EXERCISE: Would you set down the complete data below, exactly as shown?

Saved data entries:
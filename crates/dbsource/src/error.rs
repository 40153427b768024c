//! Error types for the datasource layer.

use thiserror::Error;

/// A single field-level validation problem.
#[derive(Debug, Clone, PartialEq, Eq)]
pub struct FieldViolation {
    /// The offending field, e.g. `host` or `extra.allowMultiQueries`.
    pub field: String,
    /// Human-readable description of the problem.
    pub message: String,
}

impl std::fmt::Display for FieldViolation {
    fn fmt(&self, f: &mut std::fmt::Formatter<'_>) -> std::fmt::Result {
        write!(f, "{}: {}", self.field, self.message)
    }
}

/// Accumulated validation failures for one set of raw parameters.
///
/// Validation collects every offending field before reporting, so a
/// configuration UI can mark all bad inputs in one round trip.
#[derive(Debug, Clone, Default, PartialEq, Eq)]
pub struct ValidationErrors {
    violations: Vec<FieldViolation>,
}

impl ValidationErrors {
    pub fn new() -> Self {
        Self::default()
    }

    /// Record a violation against a field.
    pub fn push(&mut self, field: impl Into<String>, message: impl Into<String>) {
        self.violations.push(FieldViolation {
            field: field.into(),
            message: message.into(),
        });
    }

    pub fn is_empty(&self) -> bool {
        self.violations.is_empty()
    }

    pub fn violations(&self) -> &[FieldViolation] {
        &self.violations
    }

    /// Names of all offending fields, in the order they were recorded.
    pub fn fields(&self) -> Vec<&str> {
        self.violations.iter().map(|v| v.field.as_str()).collect()
    }

    /// Convert into `Err(DataSourceError::Validation)` if anything was recorded.
    pub fn into_result(self) -> Result<()> {
        if self.is_empty() {
            Ok(())
        } else {
            Err(DataSourceError::Validation(self))
        }
    }
}

impl std::fmt::Display for ValidationErrors {
    fn fmt(&self, f: &mut std::fmt::Formatter<'_>) -> std::fmt::Result {
        let mut first = true;
        for v in &self.violations {
            if !first {
                write!(f, "; ")?;
            }
            write!(f, "{}", v)?;
            first = false;
        }
        Ok(())
    }
}

/// Main error type for datasource operations.
///
/// Config-time failures (`Validation`, `UnsupportedEngine`, `Config`) are
/// raised before any I/O. `Connectivity` and `Query` come out of the
/// introspection path and propagate unchanged so callers can distinguish
/// transient infrastructure failures from bad configuration. Resource release
/// failures are never represented here: they are logged and absorbed.
#[derive(Error, Debug)]
pub enum DataSourceError {
    /// One or more raw parameter fields are missing or malformed.
    #[error("invalid datasource parameters: {0}")]
    Validation(ValidationErrors),

    /// Engine kind outside the closed supported set.
    #[error("unsupported engine kind: '{0}'")]
    UnsupportedEngine(String),

    /// Descriptor/URL construction or persisted-form parsing failed on input
    /// that passed validation.
    #[error("configuration error: {0}")]
    Config(String),

    /// A physical connection could not be established.
    #[error("connectivity error: {0}")]
    Connectivity(String),

    /// The metadata query failed after a connection was obtained.
    #[error("metadata query failed: {0}")]
    Query(String),

    /// IO error (file operations).
    #[error("IO error: {0}")]
    Io(#[from] std::io::Error),

    /// JSON serialization error.
    #[error("JSON error: {0}")]
    Json(#[from] serde_json::Error),

    /// YAML serialization/deserialization error.
    #[error("YAML error: {0}")]
    Yaml(#[from] serde_yaml::Error),
}

impl DataSourceError {
    /// Create a `Config` error.
    pub fn config(message: impl Into<String>) -> Self {
        DataSourceError::Config(message.into())
    }

    /// Create a `Connectivity` error.
    pub fn connectivity(message: impl Into<String>) -> Self {
        DataSourceError::Connectivity(message.into())
    }

    /// Create a `Query` error.
    pub fn query(message: impl Into<String>) -> Self {
        DataSourceError::Query(message.into())
    }

    /// Format error with full details including error chain.
    pub fn format_detailed(&self) -> String {
        let mut output = format!("Error: {}\n", self);

        let mut source = std::error::Error::source(self);
        let mut depth = 1;
        while let Some(err) = source {
            output.push_str(&format!("\nCaused by:\n  {}: {}", depth, err));
            source = err.source();
            depth += 1;
        }

        output
    }

    /// Process exit code for CLI use.
    ///
    /// Config-time problems map to 1, so scripts can tell "fix your input"
    /// apart from "retry later" (connectivity, 3) and "the scan itself
    /// failed" (query, 4).
    pub fn exit_code(&self) -> u8 {
        match self {
            DataSourceError::Validation(_)
            | DataSourceError::Config(_)
            | DataSourceError::Json(_)
            | DataSourceError::Yaml(_) => 1,
            DataSourceError::UnsupportedEngine(_) => 2,
            DataSourceError::Connectivity(_) => 3,
            DataSourceError::Query(_) => 4,
            DataSourceError::Io(_) => 7,
        }
    }
}

/// Result type alias for datasource operations.
pub type Result<T> = std::result::Result<T, DataSourceError>;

WORKED SOLUTION:
filename crates/dbsource/src/error.rs
repository 40153427b768024c
//! Error types for the datasource layer.

use thiserror::Error;

/// A single field-level validation problem.
#[derive(Debug, Clone, PartialEq, Eq)]
pub struct FieldViolation {
    /// The offending field, e.g. `host` or `extra.allowMultiQueries`.
    pub field: String,
    /// Human-readable description of the problem.
    pub message: String,
}

impl std::fmt::Display for FieldViolation {
    fn fmt(&self, f: &mut std::fmt::Formatter<'_>) -> std::fmt::Result {
        write!(f, "{}: {}", self.field, self.message)
    }
}

/// Accumulated validation failures for one set of raw parameters.
///
/// Validation collects every offending field before reporting, so a
/// configuration UI can mark all bad inputs in one round trip.
#[derive(Debug, Clone, Default, PartialEq, Eq)]
pub struct ValidationErrors {
    violations: Vec<FieldViolation>,
}

impl ValidationErrors {
    pub fn new() -> Self {
        Self::default()
    }

    /// Record a violation against a field.
    pub fn push(&mut self, field: impl Into<String>, message: impl Into<String>) {
        self.violations.push(FieldViolation {
            field: field.into(),
            message: message.into(),
        });
    }

    pub fn is_empty(&self) -> bool {
        self.violations.is_empty()
    }

    pub fn violations(&self) -> &[FieldViolation] {
        &self.violations
    }

    /// Names of all offending fields, in the order they were recorded.
    pub fn fields(&self) -> Vec<&str> {
        self.violations.iter().map(|v| v.field.as_str()).collect()
    }

    /// Convert into `Err(DataSourceError::Validation)` if anything was recorded.
    pub fn into_result(self) -> Result<()> {
        if self.is_empty() {
            Ok(())
        } else {
            Err(DataSourceError::Validation(self))
        }
    }
}

impl std::fmt::Display for ValidationErrors {
    fn fmt(&self, f: &mut std::fmt::Formatter<'_>) -> std::fmt::Result {
        let mut first = true;
        for v in &self.violations {
            if !first {
                write!(f, "; ")?;
            }
            write!(f, "{}", v)?;
            first = false;
        }
        Ok(())
    }
}

/// Main error type for datasource operations.
///
/// Config-time failures (`Validation`, `UnsupportedEngine`, `Config`) are
/// raised before any I/O. `Connectivity` and `Query` come out of the
/// introspection path and propagate unchanged so callers can distinguish
/// transient infrastructure failures from bad configuration. Resource release
/// failures are never represented here: they are logged and absorbed.
#[derive(Error, Debug)]
pub enum DataSourceError {
    /// One or more raw parameter fields are missing or malformed.
    #[error("invalid datasource parameters: {0}")]
    Validation(ValidationErrors),

    /// Engine kind outside the closed supported set.
    #[error("unsupported engine kind: '{0}'")]
    UnsupportedEngine(String),

    /// Descriptor/URL construction or persisted-form parsing failed on input
    /// that passed validation.
    #[error("configuration error: {0}")]
    Config(String),

    /// A physical connection could not be established.
    #[error("connectivity error: {0}")]
    Connectivity(String),

    /// The metadata query failed after a connection was obtained.
    #[error("metadata query failed: {0}")]
    Query(String),

    /// IO error (file operations).
    #[error("IO error: {0}")]
    Io(#[from] std::io::Error),

    /// JSON serialization error.
    #[error("JSON error: {0}")]
    Json(#[from] serde_json::Error),

    /// YAML serialization/deserialization error.
    #[error("YAML error: {0}")]
    Yaml(#[from] serde_yaml::Error),
}

impl DataSourceError {
    /// Create a `Config` error.
    pub fn config(message: impl Into<String>) -> Self {
        DataSourceError::Config(message.into())
    }

    /// Create a `Connectivity` error.
    pub fn connectivity(message: impl Into<String>) -> Self {
        DataSourceError::Connectivity(message.into())
    }

    /// Create a `Query` error.
    pub fn query(message: impl Into<String>) -> Self {
        DataSourceError::Query(message.into())
    }

    /// Format error with full details including error chain.
    pub fn format_detailed(&self) -> String {
        let mut output = format!("Error: {}\n", self);

        let mut source = std::error::Error::source(self);
        let mut depth = 1;
        while let Some(err) = source {
            output.push_str(&format!("\nCaused by:\n  {}: {}", depth, err));
            source = err.source();
            depth += 1;
        }

        output
    }

    /// Process exit code for CLI use.
    ///
    /// Config-time problems map to 1, so scripts can tell "fix your input"
    /// apart from "retry later" (connectivity, 3) and "the scan itself
    /// failed" (query, 4).
    pub fn exit_code(&self) -> u8 {
        match self {
            DataSourceError::Validation(_)
            | DataSourceError::Config(_)
            | DataSourceError::Json(_)
            | DataSourceError::Yaml(_) => 1,
            DataSourceError::UnsupportedEngine(_) => 2,
            DataSourceError::Connectivity(_) => 3,
            DataSourceError::Query(_) => 4,
            DataSourceError::Io(_) => 7,
        }
    }
}

/// Result type alias for datasource operations.
pub type Result<T> = std::result::Result<T, DataSourceError>;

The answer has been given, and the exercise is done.